Start of Block
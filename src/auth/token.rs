//! Token issuing and verification
//!
//! HS256 JWTs with an expiration claim. Verification pins the algorithm, so
//! tokens signed with anything else (including `none`) are rejected before
//! the signature is checked.

use chrono::{Duration, Utc};
use jsonwebtoken::{Algorithm, DecodingKey, EncodingKey, Header, Validation, decode, encode};
use serde::{Deserialize, Serialize};
use thiserror::Error;
use uuid::Uuid;

#[derive(Debug, Error)]
pub enum TokenError {
    #[error("jwt error: {0}")]
    Jwt(#[from] jsonwebtoken::errors::Error),

    #[error("token subject is not a user id: {0}")]
    BadSubject(#[from] uuid::Error),
}

/// Capability pair the HTTP surface depends on; any backend satisfying
/// issue/verify is acceptable.
pub trait Tokenizer: Send + Sync {
    fn issue(&self, user_id: Uuid) -> Result<String, TokenError>;
    fn verify(&self, token: &str) -> Result<Uuid, TokenError>;
}

#[derive(Debug, Serialize, Deserialize)]
struct Claims {
    sub: String,
    exp: usize,
    iat: usize,
}

pub struct JwtTokenizer {
    encoding: EncodingKey,
    decoding: DecodingKey,
    lifetime: Duration,
}

impl JwtTokenizer {
    pub fn new(secret: &str, lifetime_hours: i64) -> Self {
        Self {
            encoding: EncodingKey::from_secret(secret.as_bytes()),
            decoding: DecodingKey::from_secret(secret.as_bytes()),
            lifetime: Duration::hours(lifetime_hours),
        }
    }
}

impl Tokenizer for JwtTokenizer {
    fn issue(&self, user_id: Uuid) -> Result<String, TokenError> {
        let now = Utc::now();
        let claims = Claims {
            sub: user_id.to_string(),
            exp: (now + self.lifetime).timestamp() as usize,
            iat: now.timestamp() as usize,
        };
        Ok(encode(&Header::default(), &claims, &self.encoding)?)
    }

    fn verify(&self, token: &str) -> Result<Uuid, TokenError> {
        let validation = Validation::new(Algorithm::HS256);
        let data = decode::<Claims>(token, &self.decoding, &validation)?;
        Ok(Uuid::parse_str(&data.claims.sub)?)
    }
}
//! Settlement workers
//!
//! Two pools share one retry envelope ([`Settler::settle`]):
//!
//! - fast workers drain the bounded in-memory queue fed by the submission
//!   handler; an order the envelope cannot resolve is parked in the
//!   `orders_delayed` table;
//! - delayed workers tick on a fixed period, claim a batch of parked
//!   orders and replay the envelope; resolution deletes the row, anything
//!   else releases the claim for a later tick.
//!
//! A single order failure never takes a worker down; faults are logged
//! with order context and the loop continues.

use std::sync::Arc;
use std::time::Duration;

use tokio::sync::{Mutex, mpsc};
use tokio::time::MissedTickBehavior;
use tokio_util::sync::CancellationToken;
use tracing::{debug, error, info, warn};

use crate::config::Config;
use crate::models::OrderRef;
use crate::storage::Storage;

use super::client::{AccrualApi, AccrualError, AccrualStatus};

/// Retry envelope around the remote accrual call, shared by both pools.
pub struct Settler {
    api: Arc<dyn AccrualApi>,
    storage: Arc<dyn Storage>,
    repeats: u32,
}

impl Settler {
    pub fn new(api: Arc<dyn AccrualApi>, storage: Arc<dyn Storage>, repeats: u32) -> Self {
        Self {
            api,
            storage,
            repeats,
        }
    }

    /// Poll the remote service for one order and apply the outcome.
    ///
    /// Returns `true` when the order reached a terminal state (`INVALID` or
    /// `PROCESSED`), `false` when this pass could not resolve it: the order
    /// is unknown remotely, still in flight, or the attempt budget ran out.
    ///
    /// A `429` honors `Retry-After` and restarts the attempt budget, so a
    /// rate-limited remote stretches the envelope rather than burning it.
    pub async fn settle(&self, order: &OrderRef) -> bool {
        let mut attempt = 1u32;
        while attempt <= self.repeats {
            debug!(order = %order.number, attempt, "requesting accrual");
            match self.api.order_report(&order.number).await {
                Err(AccrualError::Transport(e)) => {
                    warn!(order = %order.number, error = %e, "accrual request failed");
                    attempt += 1;
                }
                Err(AccrualError::RateLimited(secs)) => {
                    debug!(order = %order.number, secs, "accrual rate limited");
                    tokio::time::sleep(Duration::from_secs(secs)).await;
                    attempt = 1;
                }
                Err(AccrualError::Unregistered) => {
                    debug!(order = %order.number, "order unknown to accrual system");
                    return false;
                }
                Err(AccrualError::Malformed(e)) => {
                    warn!(order = %order.number, error = %e, "unusable accrual response");
                    attempt += 1;
                }
                Ok(report) => match report.status {
                    AccrualStatus::Registered => {
                        debug!(order = %order.number, "accrual registered, not started");
                        return false;
                    }
                    AccrualStatus::Processing => {
                        if let Err(e) = self.storage.mark_order_processing(&order.number).await {
                            error!(order = %order.number, error = %e, "status update failed");
                            attempt += 1;
                            continue;
                        }
                        return false;
                    }
                    AccrualStatus::Invalid => {
                        if let Err(e) = self.storage.mark_order_invalid(&order.number).await {
                            error!(order = %order.number, error = %e, "status update failed");
                            return false;
                        }
                        info!(order = %order.number, "order settled as INVALID");
                        return true;
                    }
                    AccrualStatus::Processed => {
                        let accrual = report.accrual.unwrap_or_default();
                        match self
                            .storage
                            .settle_order_processed(&order.number, order.user_id, accrual)
                            .await
                        {
                            Ok(true) => {
                                info!(order = %order.number, %accrual, "order settled, balance credited");
                                return true;
                            }
                            Ok(false) => {
                                debug!(order = %order.number, "order was already settled");
                                return true;
                            }
                            Err(e) => {
                                error!(order = %order.number, error = %e, "settlement failed");
                                return false;
                            }
                        }
                    }
                },
            }
        }
        debug!(order = %order.number, "attempt budget exhausted");
        false
    }
}
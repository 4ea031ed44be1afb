//! In-memory storage backend
//!
//! Mirrors the semantics of [`super::postgres::PgStorage`] (uniqueness,
//! conditional transitions, claim fencing) over plain maps so handler and
//! worker tests run without a database. Not wired into the production
//! binary.

use std::collections::HashMap;
use std::sync::Mutex;

use async_trait::async_trait;
use chrono::{DateTime, Duration, Utc};
use rust_decimal::Decimal;
use uuid::Uuid;

use crate::models::{Order, OrderRef, OrderStatus, User, UserBalance, Withdrawal};

use super::{Storage, StorageError};

const CLAIM_STALE_SECS: i64 = 60;

#[derive(Default)]
struct Inner {
    users: Vec<User>,
    balances: HashMap<Uuid, UserBalance>,
    orders: HashMap<String, Order>,
    delayed: HashMap<String, (Uuid, Option<DateTime<Utc>>)>,
    withdrawals: Vec<Withdrawal>,
}

#[derive(Default)]
pub struct MemoryStorage {
    inner: Mutex<Inner>,
}

impl MemoryStorage {
    pub fn new() -> Self {
        Self::default()
    }

    /// Test hook: number of parked delayed rows.
    pub fn delayed_len(&self) -> usize {
        self.inner.lock().unwrap().delayed.len()
    }
}

#[async_trait]
impl Storage for MemoryStorage {
    async fn create_user(&self, user: &User, balance: &UserBalance) -> Result<(), StorageError> {
        let mut inner = self.inner.lock().unwrap();
        if inner.users.iter().any(|u| u.login == user.login) {
            return Err(StorageError::Duplicate);
        }
        inner.users.push(user.clone());
        inner.balances.insert(balance.user_id, balance.clone());
        Ok(())
    }

    async fn user_by_login(&self, login: &str) -> Result<Option<User>, StorageError> {
        let inner = self.inner.lock().unwrap();
        Ok(inner.users.iter().find(|u| u.login == login).cloned())
    }

    async fn add_order(&self, order: &Order) -> Result<(), StorageError> {
        let mut inner = self.inner.lock().unwrap();
        if inner.orders.contains_key(&order.number) {
            return Err(StorageError::Duplicate);
        }
        inner.orders.insert(order.number.clone(), order.clone());
        Ok(())
    }

    async fn order_by_number(&self, number: &str) -> Result<Option<Order>, StorageError> {
        let inner = self.inner.lock().unwrap();
        Ok(inner.orders.get(number).cloned())
    }

    async fn orders_by_user(&self, user_id: Uuid) -> Result<Vec<Order>, StorageError> {
        let inner = self.inner.lock().unwrap();
        let mut orders: Vec<Order> = inner
            .orders
            .values()
            .filter(|o| o.user_id == user_id)
            .cloned()
            .collect();
        orders.sort_by_key(|o| o.uploaded_at);
        Ok(orders)
    }

    async fn balance_by_user(&self, user_id: Uuid) -> Result<UserBalance, StorageError> {
        let inner = self.inner.lock().unwrap();
        inner
            .balances
            .get(&user_id)
            .cloned()
            .ok_or(StorageError::NotFound)
    }

    async fn mark_order_processing(&self, number: &str) -> Result<(), StorageError> {
        let mut inner = self.inner.lock().unwrap();
        if let Some(order) = inner.orders.get_mut(number)
            && order.status == OrderStatus::New
        {
            order.status = OrderStatus::Processing;
        }
        Ok(())
    }

    async fn mark_order_invalid(&self, number: &str) -> Result<(), StorageError> {
        let mut inner = self.inner.lock().unwrap();
        if let Some(order) = inner.orders.get_mut(number)
            && !order.status.is_terminal()
        {
            order.status = OrderStatus::Invalid;
        }
        Ok(())
    }

    async fn settle_order_processed(
        &self,
        number: &str,
        user_id: Uuid,
        accrual: Decimal,
    ) -> Result<bool, StorageError> {
        let mut inner = self.inner.lock().unwrap();
        let Some(order) = inner.orders.get_mut(number) else {
            return Ok(false);
        };
        if order.status.is_terminal() {
            return Ok(false);
        }
        order.status = OrderStatus::Processed;
        order.accrual = accrual;
        if let Some(balance) = inner.balances.get_mut(&user_id) {
            balance.current += accrual;
        }
        Ok(true)
    }

    async fn withdraw(
        &self,
        user_id: Uuid,
        order_number: &str,
        sum: Decimal,
    ) -> Result<(), StorageError> {
        let mut inner = self.inner.lock().unwrap();
        if inner
            .withdrawals
            .iter()
            .any(|w| w.order_number == order_number)
        {
            return Err(StorageError::Duplicate);
        }
        let balance = inner
            .balances
            .get_mut(&user_id)
            .ok_or(StorageError::NotFound)?;
        if balance.current < sum {
            return Err(StorageError::InsufficientFunds);
        }
        balance.current -= sum;
        balance.withdrawn += sum;
        inner.withdrawals.push(Withdrawal {
            id: Uuid::new_v4(),
            user_id,
            order_number: order_number.to_string(),
            sum,
            processed_at: Utc::now(),
        });
        Ok(())
    }

    async fn withdrawal_by_order(
        &self,
        order_number: &str,
    ) -> Result<Option<Withdrawal>, StorageError> {
        let inner = self.inner.lock().unwrap();
        Ok(inner
            .withdrawals
            .iter()
            .find(|w| w.order_number == order_number)
            .cloned())
    }

    async fn withdrawals_by_user(&self, user_id: Uuid) -> Result<Vec<Withdrawal>, StorageError> {
        let inner = self.inner.lock().unwrap();
        let mut list: Vec<Withdrawal> = inner
            .withdrawals
            .iter()
            .filter(|w| w.user_id == user_id)
            .cloned()
            .collect();
        list.sort_by_key(|w| w.processed_at);
        Ok(list)
    }

    async fn park_delayed(&self, order: &OrderRef) -> Result<(), StorageError> {
        let mut inner = self.inner.lock().unwrap();
        inner
            .delayed
            .entry(order.number.clone())
            .or_insert((order.user_id, None));
        Ok(())
    }

    async fn claim_delayed(&self, limit: i64) -> Result<Vec<OrderRef>, StorageError> {
        let mut inner = self.inner.lock().unwrap();
        let stale_before = Utc::now() - Duration::seconds(CLAIM_STALE_SECS);
        let mut numbers: Vec<String> = inner
            .delayed
            .iter()
            .filter(|(_, (_, claimed))| claimed.is_none_or(|at| at < stale_before))
            .map(|(n, _)| n.clone())
            .collect();
        numbers.sort();
        numbers.truncate(limit.max(0) as usize);

        let now = Utc::now();
        let mut claimed = Vec::with_capacity(numbers.len());
        for number in numbers {
            let (user_id, at) = inner.delayed.get_mut(&number).unwrap();
            *at = Some(now);
            claimed.push(OrderRef {
                number: number.clone(),
                user_id: *user_id,
            });
        }
        Ok(claimed)
    }

    async fn release_delayed(&self, number: &str) -> Result<(), StorageError> {
        let mut inner = self.inner.lock().unwrap();
        if let Some((_, claimed)) = inner.delayed.get_mut(number) {
            *claimed = None;
        }
        Ok(())
    }

    async fn delete_delayed(&self, number: &str) -> Result<(), StorageError> {
        let mut inner = self.inner.lock().unwrap();
        inner.delayed.remove(number);
        Ok(())
    }

    async fn close(&self) {}
}
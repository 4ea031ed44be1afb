//! Registration and login
//!
//! Passwords are stored as hex(SHA-256(plaintext)). The digest is compared
//! constant-time on login. SHA-256 without a salt or KDF is deliberately kept
//! for wire compatibility with existing rows; swapping in a memory-hard hash
//! changes no endpoint contract.

use std::sync::Arc;

use sha2::{Digest, Sha256};
use thiserror::Error;
use uuid::Uuid;

use crate::models::{User, UserBalance};
use crate::storage::{Storage, StorageError};

use super::token::{TokenError, Tokenizer};

#[derive(Debug, Error)]
pub enum AuthError {
    #[error("login already used")]
    LoginTaken,

    #[error("unknown login or wrong password")]
    BadCredentials,

    #[error(transparent)]
    Storage(#[from] StorageError),

    #[error(transparent)]
    Token(#[from] TokenError),
}

pub struct AuthService {
    storage: Arc<dyn Storage>,
    tokenizer: Arc<dyn Tokenizer>,
}

impl AuthService {
    pub fn new(storage: Arc<dyn Storage>, tokenizer: Arc<dyn Tokenizer>) -> Self {
        Self { storage, tokenizer }
    }

    /// Create the user plus a zero balance in one storage transaction and
    /// mint a token for the fresh account.
    pub async fn register(&self, login: &str, password: &str) -> Result<String, AuthError> {
        let user = User {
            id: Uuid::new_v4(),
            login: login.to_string(),
            pwdhash: hash_password(password),
        };
        let balance = UserBalance {
            id: Uuid::new_v4(),
            user_id: user.id,
            current: rust_decimal::Decimal::ZERO,
            withdrawn: rust_decimal::Decimal::ZERO,
        };

        match self.storage.create_user(&user, &balance).await {
            Ok(()) => {}
            Err(StorageError::Duplicate) => return Err(AuthError::LoginTaken),
            Err(e) => return Err(e.into()),
        }

        tracing::info!(login, user_id = %user.id, "user registered");
        Ok(self.tokenizer.issue(user.id)?)
    }

    /// Verify credentials and mint a token.
    pub async fn login(&self, login: &str, password: &str) -> Result<String, AuthError> {
        let user = self
            .storage
            .user_by_login(login)
            .await?
            .ok_or(AuthError::BadCredentials)?;

        if !digest_eq(&hash_password(password), &user.pwdhash) {
            return Err(AuthError::BadCredentials);
        }

        tracing::debug!(login, user_id = %user.id, "user logged in");
        Ok(self.tokenizer.issue(user.id)?)
    }
}

fn hash_password(plain: &str) -> String {
    hex::encode(Sha256::digest(plain.as_bytes()))
}

/// Constant-time equality over the two hex digests. Length leaks are fine
/// here since every digest is 64 characters.
fn digest_eq(a: &str, b: &str) -> bool {
    if a.len() != b.len() {
        return false;
    }
    a.bytes().zip(b.bytes()).fold(0u8, |acc, (x, y)| acc | (x ^ y)) == 0
}

#[cfg(test)]
mod tests {
    use super::*;

    #[test]
    fn password_digest_is_hex_sha256() {
        // SHA-256("p") — fixed vector
        assert_eq!(
            hash_password("p"),
            "148de9c5a7a44d19e56cd9ae1a554bf67847afb0c58f6e12fa29ac7ddfca9940"
        );
        assert_eq!(hash_password("p").len(), 64);
    }

    #[test]
    fn digest_eq_matches_equal_and_rejects_unequal() {
        let a = hash_password("secret");
        let b = hash_password("secret");
        let c = hash_password("Secret");
        assert!(digest_eq(&a, &b));
        assert!(!digest_eq(&a, &c));
        assert!(!digest_eq(&a, "short"));
    }
}
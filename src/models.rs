//! Domain model types
//!
//! Shared between the HTTP surface, the storage layer and the accrual
//! workers. Monetary values are `rust_decimal::Decimal` and serialize as
//! JSON numbers; timestamps serialize as RFC 3339.

use chrono::{DateTime, Utc};
use rust_decimal::Decimal;
use serde::{Deserialize, Serialize};
use uuid::Uuid;

// ============================================================================
// Order status
// ============================================================================

/// Order settlement state, backed by the `order_status` lookup table.
///
/// `Invalid` and `Processed` are terminal: once reached, an order never
/// transitions again and `Processed` carries the accrual that was credited
/// exactly once to the owner's balance.
#[derive(Debug, Clone, Copy, PartialEq, Eq, Serialize, Deserialize)]
#[serde(rename_all = "UPPERCASE")]
pub enum OrderStatus {
    New,
    Processing,
    Invalid,
    Processed,
}

impl OrderStatus {
    /// `order_status.status_id` the variant is stored as.
    pub fn id(self) -> i16 {
        match self {
            OrderStatus::New => 1,
            OrderStatus::Processing => 2,
            OrderStatus::Invalid => 3,
            OrderStatus::Processed => 4,
        }
    }

    pub fn from_id(id: i16) -> Option<Self> {
        match id {
            1 => Some(OrderStatus::New),
            2 => Some(OrderStatus::Processing),
            3 => Some(OrderStatus::Invalid),
            4 => Some(OrderStatus::Processed),
            _ => None,
        }
    }

    pub fn is_terminal(self) -> bool {
        matches!(self, OrderStatus::Invalid | OrderStatus::Processed)
    }
}

// ============================================================================
// Entities
// ============================================================================

#[derive(Debug, Clone)]
pub struct User {
    pub id: Uuid,
    pub login: String,
    /// hex(SHA-256(plaintext)) digest, never the plain password.
    pub pwdhash: String,
}

/// Per-user points balance. Exactly one row exists per user, created with
/// zeros at registration.
#[derive(Debug, Clone, Serialize)]
pub struct UserBalance {
    #[serde(skip_serializing)]
    pub id: Uuid,
    #[serde(skip_serializing)]
    pub user_id: Uuid,
    pub current: Decimal,
    pub withdrawn: Decimal,
}

#[derive(Debug, Clone, Serialize)]
pub struct Order {
    pub number: String,
    pub status: OrderStatus,
    #[serde(skip_serializing)]
    pub user_id: Uuid,
    #[serde(skip_serializing_if = "decimal_is_zero")]
    pub accrual: Decimal,
    pub uploaded_at: DateTime<Utc>,
}

/// Reference to an order traveling the settlement pipeline: through the
/// in-memory fast queue and, when a pass could not resolve it, as a row of
/// the `orders_delayed` table.
#[derive(Debug, Clone, PartialEq, Eq)]
pub struct OrderRef {
    pub number: String,
    pub user_id: Uuid,
}

#[derive(Debug, Clone, Serialize)]
pub struct Withdrawal {
    #[serde(skip_serializing)]
    pub id: Uuid,
    #[serde(skip_serializing)]
    pub user_id: Uuid,
    #[serde(rename = "order")]
    pub order_number: String,
    pub sum: Decimal,
    pub processed_at: DateTime<Utc>,
}

// ============================================================================
// Request bodies
// ============================================================================

/// `POST /api/user/register` and `POST /api/user/login` body.
#[derive(Debug, Deserialize)]
pub struct Credentials {
    pub login: String,
    pub password: String,
}

/// `POST /api/user/balance/withdraw` body.
#[derive(Debug, Deserialize)]
pub struct WithdrawRequest {
    pub order: String,
    pub sum: Decimal,
}

fn decimal_is_zero(d: &Decimal) -> bool {
    d.is_zero()
}

#[cfg(test)]
mod tests {
    use super::*;
    use chrono::TimeZone;
    use rust_decimal::Decimal;

    #[test]
    fn status_ids_round_trip() {
        for st in [
            OrderStatus::New,
            OrderStatus::Processing,
            OrderStatus::Invalid,
            OrderStatus::Processed,
        ] {
            assert_eq!(OrderStatus::from_id(st.id()), Some(st));
        }
        assert_eq!(OrderStatus::from_id(0), None);
        assert_eq!(OrderStatus::from_id(5), None);
    }

    #[test]
    fn only_invalid_and_processed_are_terminal() {
        assert!(!OrderStatus::New.is_terminal());
        assert!(!OrderStatus::Processing.is_terminal());
        assert!(OrderStatus::Invalid.is_terminal());
        assert!(OrderStatus::Processed.is_terminal());
    }

    #[test]
    fn order_json_hides_owner_and_zero_accrual() {
        let order = Order {
            number: "79927398713".to_string(),
            status: OrderStatus::New,
            user_id: Uuid::new_v4(),
            accrual: Decimal::ZERO,
            uploaded_at: Utc.with_ymd_and_hms(2024, 5, 1, 12, 0, 0).unwrap(),
        };
        let json = serde_json::to_value(&order).unwrap();
        assert_eq!(json["number"], "79927398713");
        assert_eq!(json["status"], "NEW");
        assert!(json.get("accrual").is_none());
        assert!(json.get("user_id").is_none());
        assert_eq!(json["uploaded_at"], "2024-05-01T12:00:00Z");
    }

    #[test]
    fn processed_order_json_carries_accrual_as_number() {
        let order = Order {
            number: "79927398713".to_string(),
            status: OrderStatus::Processed,
            user_id: Uuid::new_v4(),
            accrual: Decimal::new(425, 1),
            uploaded_at: Utc::now(),
        };
        let json = serde_json::to_value(&order).unwrap();
        assert_eq!(json["status"], "PROCESSED");
        assert_eq!(json["accrual"], 42.5);
    }

    #[test]
    fn balance_json_is_current_and_withdrawn_only() {
        let balance = UserBalance {
            id: Uuid::new_v4(),
            user_id: Uuid::new_v4(),
            current: Decimal::new(705, 1),
            withdrawn: Decimal::new(30, 0),
        };
        let json = serde_json::to_value(&balance).unwrap();
        assert_eq!(json["current"], 70.5);
        assert_eq!(json["withdrawn"], 30.0);
        assert_eq!(json.as_object().unwrap().len(), 2);
    }
}
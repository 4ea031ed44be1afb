//! Accrual settlement pipeline: remote client, retry envelope, worker pools.

pub mod client;
pub mod worker;

pub use client::{AccrualApi, AccrualClient, AccrualError, AccrualReport, AccrualStatus};
pub use worker::{Settler, WorkerPool};
//! Authentication: password accounts, tokens, request middleware.

pub mod middleware;
pub mod service;
pub mod token;

pub use middleware::AuthUser;
pub use service::{AuthError, AuthService};
pub use token::{JwtTokenizer, TokenError, Tokenizer};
End of Block
### [PROBLEM STATEMENT]
Starting from the first line of the records above, retype each line exactly up to and including the one that contains "pub trait Tokenizer: Send", and nothing more.

### [EXERCISE ANSWER]
filename src/auth/token.rs
//! Token issuing and verification
//!
//! HS256 JWTs with an expiration claim. Verification pins the algorithm, so
//! tokens signed with anything else (including `none`) are rejected before
//! the signature is checked.

use chrono::{Duration, Utc};
use jsonwebtoken::{Algorithm, DecodingKey, EncodingKey, Header, Validation, decode, encode};
use serde::{Deserialize, Serialize};
use thiserror::Error;
use uuid::Uuid;

#[derive(Debug, Error)]
pub enum TokenError {
    #[error("jwt error: {0}")]
    Jwt(#[from] jsonwebtoken::errors::Error),

    #[error("token subject is not a user id: {0}")]
    BadSubject(#[from] uuid::Error),
}

/// Capability pair the HTTP surface depends on; any backend satisfying
/// issue/verify is acceptable.
pub trait Tokenizer: Send + Sync {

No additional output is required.